[Stored data entries]
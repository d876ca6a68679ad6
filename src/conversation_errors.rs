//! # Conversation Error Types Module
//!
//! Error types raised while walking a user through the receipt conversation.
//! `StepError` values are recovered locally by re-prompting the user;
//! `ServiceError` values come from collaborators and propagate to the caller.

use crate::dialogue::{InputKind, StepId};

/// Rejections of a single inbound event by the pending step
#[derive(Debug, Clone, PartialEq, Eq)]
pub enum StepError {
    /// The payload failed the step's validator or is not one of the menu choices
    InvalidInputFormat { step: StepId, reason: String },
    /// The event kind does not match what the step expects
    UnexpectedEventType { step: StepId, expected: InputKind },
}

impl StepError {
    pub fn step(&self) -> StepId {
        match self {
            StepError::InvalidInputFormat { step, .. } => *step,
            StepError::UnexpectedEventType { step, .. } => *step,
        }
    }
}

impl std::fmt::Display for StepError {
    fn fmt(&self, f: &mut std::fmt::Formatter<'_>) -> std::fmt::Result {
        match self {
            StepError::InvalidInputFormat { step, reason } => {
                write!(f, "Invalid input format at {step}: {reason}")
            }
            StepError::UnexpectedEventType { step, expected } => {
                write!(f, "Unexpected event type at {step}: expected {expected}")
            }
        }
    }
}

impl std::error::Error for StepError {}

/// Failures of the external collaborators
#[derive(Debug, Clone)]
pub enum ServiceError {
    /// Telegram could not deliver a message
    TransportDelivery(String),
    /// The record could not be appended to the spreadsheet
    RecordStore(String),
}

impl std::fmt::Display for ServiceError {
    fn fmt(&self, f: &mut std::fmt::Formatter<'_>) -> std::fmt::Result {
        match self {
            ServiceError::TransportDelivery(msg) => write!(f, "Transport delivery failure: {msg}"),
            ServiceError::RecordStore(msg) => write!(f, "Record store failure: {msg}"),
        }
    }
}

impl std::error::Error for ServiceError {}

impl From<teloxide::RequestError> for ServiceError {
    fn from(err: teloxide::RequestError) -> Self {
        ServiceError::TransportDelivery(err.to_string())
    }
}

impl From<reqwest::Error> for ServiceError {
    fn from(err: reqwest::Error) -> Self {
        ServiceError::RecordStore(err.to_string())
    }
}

- [Exercise details]: Retype each record in full, please.

- [Written solution]:
repository d876ca6a68679ad6
filename src/conversation_errors.rs
//! # Conversation Error Types Module
//!
//! Error types raised while walking a user through the receipt conversation.
//! `StepError` values are recovered locally by re-prompting the user;
//! `ServiceError` values come from collaborators and propagate to the caller.

use crate::dialogue::{InputKind, StepId};

/// Rejections of a single inbound event by the pending step
#[derive(Debug, Clone, PartialEq, Eq)]
pub enum StepError {
    /// The payload failed the step's validator or is not one of the menu choices
    InvalidInputFormat { step: StepId, reason: String },
    /// The event kind does not match what the step expects
    UnexpectedEventType { step: StepId, expected: InputKind },
}

impl StepError {
    pub fn step(&self) -> StepId {
        match self {
            StepError::InvalidInputFormat { step, .. } => *step,
            StepError::UnexpectedEventType { step, .. } => *step,
        }
    }
}

impl std::fmt::Display for StepError {
    fn fmt(&self, f: &mut std::fmt::Formatter<'_>) -> std::fmt::Result {
        match self {
            StepError::InvalidInputFormat { step, reason } => {
                write!(f, "Invalid input format at {step}: {reason}")
            }
            StepError::UnexpectedEventType { step, expected } => {
                write!(f, "Unexpected event type at {step}: expected {expected}")
            }
        }
    }
}

impl std::error::Error for StepError {}

/// Failures of the external collaborators
#[derive(Debug, Clone)]
pub enum ServiceError {
    /// Telegram could not deliver a message
    TransportDelivery(String),
    /// The record could not be appended to the spreadsheet
    RecordStore(String),
}

impl std::fmt::Display for ServiceError {
    fn fmt(&self, f: &mut std::fmt::Formatter<'_>) -> std::fmt::Result {
        match self {
            ServiceError::TransportDelivery(msg) => write!(f, "Transport delivery failure: {msg}"),
            ServiceError::RecordStore(msg) => write!(f, "Record store failure: {msg}"),
        }
    }
}

impl std::error::Error for ServiceError {}

impl From<teloxide::RequestError> for ServiceError {
    fn from(err: teloxide::RequestError) -> Self {
        ServiceError::TransportDelivery(err.to_string())
    }
}

impl From<reqwest::Error> for ServiceError {
    fn from(err: reqwest::Error) -> Self {
        ServiceError::RecordStore(err.to_string())
    }
}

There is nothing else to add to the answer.